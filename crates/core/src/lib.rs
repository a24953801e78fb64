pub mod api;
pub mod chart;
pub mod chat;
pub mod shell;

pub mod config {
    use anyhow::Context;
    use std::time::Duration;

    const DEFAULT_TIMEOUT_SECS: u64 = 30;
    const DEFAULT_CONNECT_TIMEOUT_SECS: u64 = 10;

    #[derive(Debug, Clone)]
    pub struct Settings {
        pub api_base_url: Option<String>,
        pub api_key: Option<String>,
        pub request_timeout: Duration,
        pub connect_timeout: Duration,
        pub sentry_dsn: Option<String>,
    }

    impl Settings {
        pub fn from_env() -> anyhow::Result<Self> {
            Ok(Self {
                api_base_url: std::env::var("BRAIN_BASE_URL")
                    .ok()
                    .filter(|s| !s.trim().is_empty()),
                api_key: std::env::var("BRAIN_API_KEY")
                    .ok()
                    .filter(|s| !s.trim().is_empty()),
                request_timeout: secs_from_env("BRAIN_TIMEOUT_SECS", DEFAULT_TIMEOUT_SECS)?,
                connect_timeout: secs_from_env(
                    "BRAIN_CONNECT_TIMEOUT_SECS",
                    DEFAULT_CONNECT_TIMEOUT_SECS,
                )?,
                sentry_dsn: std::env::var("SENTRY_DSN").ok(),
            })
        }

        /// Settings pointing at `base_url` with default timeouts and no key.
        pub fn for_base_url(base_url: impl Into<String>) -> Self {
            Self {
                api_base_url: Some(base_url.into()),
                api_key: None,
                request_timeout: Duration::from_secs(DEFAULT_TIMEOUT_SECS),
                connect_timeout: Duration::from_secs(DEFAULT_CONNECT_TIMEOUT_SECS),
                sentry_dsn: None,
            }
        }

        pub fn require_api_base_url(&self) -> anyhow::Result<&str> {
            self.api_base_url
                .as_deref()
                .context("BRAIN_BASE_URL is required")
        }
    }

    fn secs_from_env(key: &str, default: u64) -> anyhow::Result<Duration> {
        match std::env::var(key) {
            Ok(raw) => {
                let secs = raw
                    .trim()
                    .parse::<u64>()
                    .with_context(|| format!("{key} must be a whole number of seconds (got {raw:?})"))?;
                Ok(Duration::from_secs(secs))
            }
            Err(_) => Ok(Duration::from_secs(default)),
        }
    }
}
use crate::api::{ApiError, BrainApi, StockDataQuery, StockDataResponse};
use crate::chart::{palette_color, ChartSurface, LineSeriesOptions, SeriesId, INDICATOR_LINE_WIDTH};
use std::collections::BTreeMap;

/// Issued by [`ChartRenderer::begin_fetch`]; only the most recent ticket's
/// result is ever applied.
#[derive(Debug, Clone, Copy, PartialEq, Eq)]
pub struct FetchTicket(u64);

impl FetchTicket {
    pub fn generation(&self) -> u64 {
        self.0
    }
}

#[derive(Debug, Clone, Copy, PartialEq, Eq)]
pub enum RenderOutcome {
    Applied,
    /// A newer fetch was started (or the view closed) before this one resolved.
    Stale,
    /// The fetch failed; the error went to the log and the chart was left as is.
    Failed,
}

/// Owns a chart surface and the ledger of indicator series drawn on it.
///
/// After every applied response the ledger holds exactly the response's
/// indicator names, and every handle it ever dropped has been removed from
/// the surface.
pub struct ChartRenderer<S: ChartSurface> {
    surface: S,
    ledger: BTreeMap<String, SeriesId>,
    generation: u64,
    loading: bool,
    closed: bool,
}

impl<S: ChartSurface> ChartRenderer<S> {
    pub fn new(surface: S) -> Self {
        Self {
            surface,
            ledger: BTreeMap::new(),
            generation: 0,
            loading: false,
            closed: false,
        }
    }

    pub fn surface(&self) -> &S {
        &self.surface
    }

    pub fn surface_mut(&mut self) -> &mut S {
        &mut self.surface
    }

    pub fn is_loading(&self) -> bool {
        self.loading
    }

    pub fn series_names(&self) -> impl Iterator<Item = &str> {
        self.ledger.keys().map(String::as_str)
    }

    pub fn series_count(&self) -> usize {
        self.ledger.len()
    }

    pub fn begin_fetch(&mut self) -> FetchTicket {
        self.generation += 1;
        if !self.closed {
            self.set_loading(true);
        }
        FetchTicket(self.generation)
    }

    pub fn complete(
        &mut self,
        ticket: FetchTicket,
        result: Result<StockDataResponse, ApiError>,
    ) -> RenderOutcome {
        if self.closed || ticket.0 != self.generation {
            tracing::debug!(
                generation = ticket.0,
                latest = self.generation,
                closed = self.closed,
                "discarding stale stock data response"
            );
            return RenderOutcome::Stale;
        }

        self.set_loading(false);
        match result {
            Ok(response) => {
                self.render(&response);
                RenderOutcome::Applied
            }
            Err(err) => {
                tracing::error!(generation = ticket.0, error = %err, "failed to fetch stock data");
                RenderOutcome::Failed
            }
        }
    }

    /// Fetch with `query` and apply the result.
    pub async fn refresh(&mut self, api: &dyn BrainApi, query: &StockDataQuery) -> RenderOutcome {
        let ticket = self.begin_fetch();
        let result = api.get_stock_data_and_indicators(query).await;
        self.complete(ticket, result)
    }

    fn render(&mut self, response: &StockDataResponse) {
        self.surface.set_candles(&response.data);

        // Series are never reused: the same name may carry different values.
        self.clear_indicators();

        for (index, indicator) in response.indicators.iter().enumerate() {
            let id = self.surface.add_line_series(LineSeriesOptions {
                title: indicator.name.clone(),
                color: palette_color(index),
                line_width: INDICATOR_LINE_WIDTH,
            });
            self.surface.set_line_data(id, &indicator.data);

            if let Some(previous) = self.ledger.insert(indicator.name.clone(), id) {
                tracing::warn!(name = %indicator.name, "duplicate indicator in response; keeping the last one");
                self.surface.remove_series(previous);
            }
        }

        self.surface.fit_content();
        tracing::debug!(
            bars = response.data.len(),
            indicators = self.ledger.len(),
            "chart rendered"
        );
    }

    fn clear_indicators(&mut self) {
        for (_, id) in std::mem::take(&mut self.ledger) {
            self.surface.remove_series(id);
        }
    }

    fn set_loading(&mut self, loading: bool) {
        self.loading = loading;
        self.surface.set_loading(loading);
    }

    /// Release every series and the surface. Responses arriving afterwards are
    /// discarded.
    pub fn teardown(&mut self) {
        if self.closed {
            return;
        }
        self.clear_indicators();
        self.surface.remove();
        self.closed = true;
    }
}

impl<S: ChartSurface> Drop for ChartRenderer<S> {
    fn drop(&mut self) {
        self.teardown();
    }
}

-- -- --

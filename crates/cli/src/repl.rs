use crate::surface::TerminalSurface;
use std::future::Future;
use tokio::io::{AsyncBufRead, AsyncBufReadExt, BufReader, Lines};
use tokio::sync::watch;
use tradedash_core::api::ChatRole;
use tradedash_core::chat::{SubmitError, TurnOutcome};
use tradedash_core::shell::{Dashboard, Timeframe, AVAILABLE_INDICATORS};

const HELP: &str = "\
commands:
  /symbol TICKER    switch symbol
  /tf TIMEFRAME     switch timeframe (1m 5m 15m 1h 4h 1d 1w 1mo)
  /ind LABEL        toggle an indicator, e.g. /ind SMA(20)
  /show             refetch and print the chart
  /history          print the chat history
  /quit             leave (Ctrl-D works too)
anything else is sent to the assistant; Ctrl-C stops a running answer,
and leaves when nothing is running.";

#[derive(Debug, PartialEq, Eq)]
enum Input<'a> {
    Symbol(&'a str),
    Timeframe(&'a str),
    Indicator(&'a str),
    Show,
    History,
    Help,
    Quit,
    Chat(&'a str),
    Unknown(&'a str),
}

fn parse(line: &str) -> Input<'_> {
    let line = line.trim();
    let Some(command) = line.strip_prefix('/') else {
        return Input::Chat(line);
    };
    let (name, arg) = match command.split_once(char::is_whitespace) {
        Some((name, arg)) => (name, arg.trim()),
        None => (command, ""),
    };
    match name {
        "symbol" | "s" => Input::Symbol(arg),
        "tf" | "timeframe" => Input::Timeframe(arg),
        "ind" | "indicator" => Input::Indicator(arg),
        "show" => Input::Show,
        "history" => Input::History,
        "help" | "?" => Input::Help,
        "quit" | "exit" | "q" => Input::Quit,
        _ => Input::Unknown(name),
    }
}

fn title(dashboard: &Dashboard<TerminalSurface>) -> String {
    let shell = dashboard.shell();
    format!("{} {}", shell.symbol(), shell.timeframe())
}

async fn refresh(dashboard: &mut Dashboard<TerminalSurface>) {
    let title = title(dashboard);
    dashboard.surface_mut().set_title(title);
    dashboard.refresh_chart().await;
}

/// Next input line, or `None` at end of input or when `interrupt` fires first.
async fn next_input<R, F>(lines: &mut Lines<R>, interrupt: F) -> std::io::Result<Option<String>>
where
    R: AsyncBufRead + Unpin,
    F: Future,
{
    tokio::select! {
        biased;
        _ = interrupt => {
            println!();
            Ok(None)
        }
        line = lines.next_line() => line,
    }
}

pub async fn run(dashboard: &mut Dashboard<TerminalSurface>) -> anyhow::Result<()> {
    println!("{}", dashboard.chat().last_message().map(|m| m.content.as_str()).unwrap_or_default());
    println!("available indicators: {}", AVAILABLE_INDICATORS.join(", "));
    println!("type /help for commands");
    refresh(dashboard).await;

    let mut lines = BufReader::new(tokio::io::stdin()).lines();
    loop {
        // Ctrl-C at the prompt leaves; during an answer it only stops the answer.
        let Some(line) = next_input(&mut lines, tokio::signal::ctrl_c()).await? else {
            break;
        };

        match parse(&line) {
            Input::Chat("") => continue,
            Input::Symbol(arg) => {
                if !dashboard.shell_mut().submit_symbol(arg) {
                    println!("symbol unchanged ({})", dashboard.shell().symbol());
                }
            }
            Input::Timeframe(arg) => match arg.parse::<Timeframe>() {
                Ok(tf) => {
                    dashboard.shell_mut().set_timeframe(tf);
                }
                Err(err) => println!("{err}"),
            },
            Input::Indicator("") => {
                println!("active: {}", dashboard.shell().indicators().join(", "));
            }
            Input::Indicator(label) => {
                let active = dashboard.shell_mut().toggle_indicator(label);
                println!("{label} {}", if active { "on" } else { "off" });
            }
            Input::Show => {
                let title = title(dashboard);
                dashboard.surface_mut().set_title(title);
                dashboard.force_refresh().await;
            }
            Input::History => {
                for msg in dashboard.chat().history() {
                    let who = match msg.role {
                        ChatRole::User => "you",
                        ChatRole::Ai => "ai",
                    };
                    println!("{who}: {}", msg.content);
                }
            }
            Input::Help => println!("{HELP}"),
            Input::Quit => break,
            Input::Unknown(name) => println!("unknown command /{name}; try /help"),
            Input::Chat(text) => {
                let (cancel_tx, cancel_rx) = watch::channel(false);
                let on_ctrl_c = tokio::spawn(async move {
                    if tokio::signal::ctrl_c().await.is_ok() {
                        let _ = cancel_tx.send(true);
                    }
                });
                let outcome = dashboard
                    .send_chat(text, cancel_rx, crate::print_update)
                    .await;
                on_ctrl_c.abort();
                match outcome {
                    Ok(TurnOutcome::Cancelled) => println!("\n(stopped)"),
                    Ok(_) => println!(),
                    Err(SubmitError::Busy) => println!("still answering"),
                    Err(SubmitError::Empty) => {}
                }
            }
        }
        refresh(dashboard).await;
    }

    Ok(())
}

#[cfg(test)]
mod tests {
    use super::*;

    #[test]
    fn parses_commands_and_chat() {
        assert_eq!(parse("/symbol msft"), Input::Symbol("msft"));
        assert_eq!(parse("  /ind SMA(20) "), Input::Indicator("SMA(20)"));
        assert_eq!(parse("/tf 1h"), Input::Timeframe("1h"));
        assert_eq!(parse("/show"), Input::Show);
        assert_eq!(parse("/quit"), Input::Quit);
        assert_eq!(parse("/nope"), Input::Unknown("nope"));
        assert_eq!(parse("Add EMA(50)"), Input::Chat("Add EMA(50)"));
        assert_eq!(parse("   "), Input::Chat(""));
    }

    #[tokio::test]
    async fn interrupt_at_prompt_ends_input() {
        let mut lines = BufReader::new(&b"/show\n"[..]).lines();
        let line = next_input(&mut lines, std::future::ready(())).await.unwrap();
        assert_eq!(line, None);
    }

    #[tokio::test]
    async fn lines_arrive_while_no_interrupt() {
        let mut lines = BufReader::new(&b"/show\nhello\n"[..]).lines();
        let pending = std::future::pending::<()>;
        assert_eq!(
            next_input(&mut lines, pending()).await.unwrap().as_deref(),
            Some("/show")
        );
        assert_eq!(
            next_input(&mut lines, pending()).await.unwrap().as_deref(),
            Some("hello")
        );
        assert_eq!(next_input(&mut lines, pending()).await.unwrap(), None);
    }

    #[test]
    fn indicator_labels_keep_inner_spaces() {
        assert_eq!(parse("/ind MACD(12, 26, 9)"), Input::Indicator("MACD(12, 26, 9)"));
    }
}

-- -- --

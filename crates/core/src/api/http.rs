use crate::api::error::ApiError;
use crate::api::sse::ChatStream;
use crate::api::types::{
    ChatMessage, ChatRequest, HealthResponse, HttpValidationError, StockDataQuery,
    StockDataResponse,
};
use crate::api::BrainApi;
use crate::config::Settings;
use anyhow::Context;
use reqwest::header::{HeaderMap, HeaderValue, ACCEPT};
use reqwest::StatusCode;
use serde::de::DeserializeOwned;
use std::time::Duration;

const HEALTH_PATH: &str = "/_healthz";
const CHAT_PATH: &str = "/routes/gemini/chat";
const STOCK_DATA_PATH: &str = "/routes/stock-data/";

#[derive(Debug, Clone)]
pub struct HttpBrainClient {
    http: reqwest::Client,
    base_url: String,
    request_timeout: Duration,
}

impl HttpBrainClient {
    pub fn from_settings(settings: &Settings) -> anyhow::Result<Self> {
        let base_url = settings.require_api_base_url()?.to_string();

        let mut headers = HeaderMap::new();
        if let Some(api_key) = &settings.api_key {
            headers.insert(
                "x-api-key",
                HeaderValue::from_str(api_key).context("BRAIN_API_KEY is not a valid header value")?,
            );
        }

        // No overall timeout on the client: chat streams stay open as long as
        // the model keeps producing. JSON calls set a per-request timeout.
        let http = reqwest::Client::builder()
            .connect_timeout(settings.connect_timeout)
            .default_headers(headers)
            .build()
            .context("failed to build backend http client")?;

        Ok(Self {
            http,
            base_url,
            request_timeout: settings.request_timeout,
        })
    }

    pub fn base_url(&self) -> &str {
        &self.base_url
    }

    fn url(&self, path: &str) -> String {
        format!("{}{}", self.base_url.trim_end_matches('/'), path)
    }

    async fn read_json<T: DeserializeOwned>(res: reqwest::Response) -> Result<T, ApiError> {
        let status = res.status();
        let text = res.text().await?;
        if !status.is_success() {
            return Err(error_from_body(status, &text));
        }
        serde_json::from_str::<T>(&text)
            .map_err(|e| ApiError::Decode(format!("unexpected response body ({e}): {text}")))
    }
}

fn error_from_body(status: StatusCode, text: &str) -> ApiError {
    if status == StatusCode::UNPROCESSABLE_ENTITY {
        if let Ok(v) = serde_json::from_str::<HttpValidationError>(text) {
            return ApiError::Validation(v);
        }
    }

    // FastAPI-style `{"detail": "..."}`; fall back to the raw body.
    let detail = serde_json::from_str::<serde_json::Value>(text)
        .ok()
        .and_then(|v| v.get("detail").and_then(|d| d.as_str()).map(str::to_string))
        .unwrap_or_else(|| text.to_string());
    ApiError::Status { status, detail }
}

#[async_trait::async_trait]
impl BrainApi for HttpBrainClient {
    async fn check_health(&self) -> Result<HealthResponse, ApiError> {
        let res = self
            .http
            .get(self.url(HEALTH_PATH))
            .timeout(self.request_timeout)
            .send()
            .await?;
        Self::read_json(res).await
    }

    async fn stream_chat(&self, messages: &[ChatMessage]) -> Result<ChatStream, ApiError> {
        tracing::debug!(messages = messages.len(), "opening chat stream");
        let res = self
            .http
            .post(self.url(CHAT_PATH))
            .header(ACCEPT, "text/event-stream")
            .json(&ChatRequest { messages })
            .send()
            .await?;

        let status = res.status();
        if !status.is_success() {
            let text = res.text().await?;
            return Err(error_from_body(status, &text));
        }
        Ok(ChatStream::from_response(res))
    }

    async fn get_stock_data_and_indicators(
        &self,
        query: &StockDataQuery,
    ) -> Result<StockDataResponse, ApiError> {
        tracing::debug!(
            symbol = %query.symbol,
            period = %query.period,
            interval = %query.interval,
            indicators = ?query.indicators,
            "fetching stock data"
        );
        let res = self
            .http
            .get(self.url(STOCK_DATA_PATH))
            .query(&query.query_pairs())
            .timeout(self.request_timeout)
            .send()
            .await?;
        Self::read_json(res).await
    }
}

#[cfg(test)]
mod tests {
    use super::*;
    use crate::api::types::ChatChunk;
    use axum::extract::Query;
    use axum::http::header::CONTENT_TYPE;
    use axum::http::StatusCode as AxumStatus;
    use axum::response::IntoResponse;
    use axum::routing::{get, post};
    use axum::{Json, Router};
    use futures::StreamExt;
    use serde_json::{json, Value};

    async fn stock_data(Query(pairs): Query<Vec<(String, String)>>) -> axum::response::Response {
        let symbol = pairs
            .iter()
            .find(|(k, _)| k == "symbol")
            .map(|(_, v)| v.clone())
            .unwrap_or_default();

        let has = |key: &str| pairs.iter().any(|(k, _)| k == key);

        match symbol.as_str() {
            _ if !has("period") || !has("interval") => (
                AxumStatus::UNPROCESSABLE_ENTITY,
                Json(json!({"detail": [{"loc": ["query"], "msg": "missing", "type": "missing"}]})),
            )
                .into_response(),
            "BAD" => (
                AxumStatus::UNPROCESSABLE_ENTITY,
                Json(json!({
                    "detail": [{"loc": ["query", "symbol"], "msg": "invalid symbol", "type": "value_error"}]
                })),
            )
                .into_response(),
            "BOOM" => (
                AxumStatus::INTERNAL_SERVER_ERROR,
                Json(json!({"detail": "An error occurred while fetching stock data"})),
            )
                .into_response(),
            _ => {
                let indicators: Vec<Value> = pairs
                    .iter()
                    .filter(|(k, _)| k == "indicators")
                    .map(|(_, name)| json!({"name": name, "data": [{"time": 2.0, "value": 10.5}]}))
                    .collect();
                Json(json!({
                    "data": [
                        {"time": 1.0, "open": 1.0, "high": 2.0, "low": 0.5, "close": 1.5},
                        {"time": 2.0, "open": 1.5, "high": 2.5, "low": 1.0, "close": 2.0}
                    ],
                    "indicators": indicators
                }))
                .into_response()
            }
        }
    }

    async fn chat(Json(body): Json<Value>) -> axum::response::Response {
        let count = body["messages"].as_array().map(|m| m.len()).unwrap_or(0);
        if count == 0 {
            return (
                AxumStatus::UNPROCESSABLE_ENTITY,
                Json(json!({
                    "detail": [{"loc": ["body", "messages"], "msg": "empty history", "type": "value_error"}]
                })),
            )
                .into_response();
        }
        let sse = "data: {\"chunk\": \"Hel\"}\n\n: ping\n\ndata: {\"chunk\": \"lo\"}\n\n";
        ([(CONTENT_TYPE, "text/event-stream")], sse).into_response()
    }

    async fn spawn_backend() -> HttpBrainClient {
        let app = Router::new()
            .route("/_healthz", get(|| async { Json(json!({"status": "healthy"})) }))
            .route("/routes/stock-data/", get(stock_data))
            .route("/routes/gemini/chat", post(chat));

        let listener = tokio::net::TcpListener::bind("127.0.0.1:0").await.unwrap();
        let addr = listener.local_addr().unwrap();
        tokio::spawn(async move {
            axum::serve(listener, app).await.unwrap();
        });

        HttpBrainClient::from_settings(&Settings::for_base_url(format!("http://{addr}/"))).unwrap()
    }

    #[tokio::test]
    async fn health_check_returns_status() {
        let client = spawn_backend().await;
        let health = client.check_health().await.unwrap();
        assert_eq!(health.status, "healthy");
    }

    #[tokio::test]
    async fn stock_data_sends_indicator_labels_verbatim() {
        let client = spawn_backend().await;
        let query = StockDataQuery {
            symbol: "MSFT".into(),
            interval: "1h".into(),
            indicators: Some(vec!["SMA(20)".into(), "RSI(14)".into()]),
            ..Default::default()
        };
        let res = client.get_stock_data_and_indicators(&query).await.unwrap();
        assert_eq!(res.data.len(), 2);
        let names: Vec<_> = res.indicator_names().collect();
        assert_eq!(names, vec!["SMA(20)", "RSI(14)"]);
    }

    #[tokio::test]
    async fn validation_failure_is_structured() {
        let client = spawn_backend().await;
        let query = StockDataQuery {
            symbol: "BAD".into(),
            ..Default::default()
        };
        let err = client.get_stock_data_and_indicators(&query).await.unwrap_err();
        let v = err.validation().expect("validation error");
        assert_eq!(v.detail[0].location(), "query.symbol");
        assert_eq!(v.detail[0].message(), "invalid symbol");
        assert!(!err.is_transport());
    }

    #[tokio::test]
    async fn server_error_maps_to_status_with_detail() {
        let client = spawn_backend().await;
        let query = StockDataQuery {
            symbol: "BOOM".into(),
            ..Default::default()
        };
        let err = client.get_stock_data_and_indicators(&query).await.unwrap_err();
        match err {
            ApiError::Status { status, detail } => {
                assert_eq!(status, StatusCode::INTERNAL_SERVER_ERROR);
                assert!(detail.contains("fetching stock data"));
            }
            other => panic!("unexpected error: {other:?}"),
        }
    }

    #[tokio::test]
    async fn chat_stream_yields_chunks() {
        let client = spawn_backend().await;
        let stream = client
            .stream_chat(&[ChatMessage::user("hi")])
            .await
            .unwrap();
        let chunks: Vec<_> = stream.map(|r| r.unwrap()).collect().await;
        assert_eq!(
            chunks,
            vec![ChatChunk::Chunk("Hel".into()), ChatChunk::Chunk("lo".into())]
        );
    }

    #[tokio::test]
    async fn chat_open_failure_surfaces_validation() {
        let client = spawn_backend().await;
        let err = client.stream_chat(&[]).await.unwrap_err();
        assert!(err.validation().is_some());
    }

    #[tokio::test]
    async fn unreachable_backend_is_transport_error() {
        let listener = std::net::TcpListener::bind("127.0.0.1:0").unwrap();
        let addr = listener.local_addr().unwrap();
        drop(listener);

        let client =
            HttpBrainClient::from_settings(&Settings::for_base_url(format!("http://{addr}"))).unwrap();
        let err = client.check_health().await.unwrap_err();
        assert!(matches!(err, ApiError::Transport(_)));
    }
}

-- -- --

A single figure is required: the number of lines above in which the string "join" appears.

2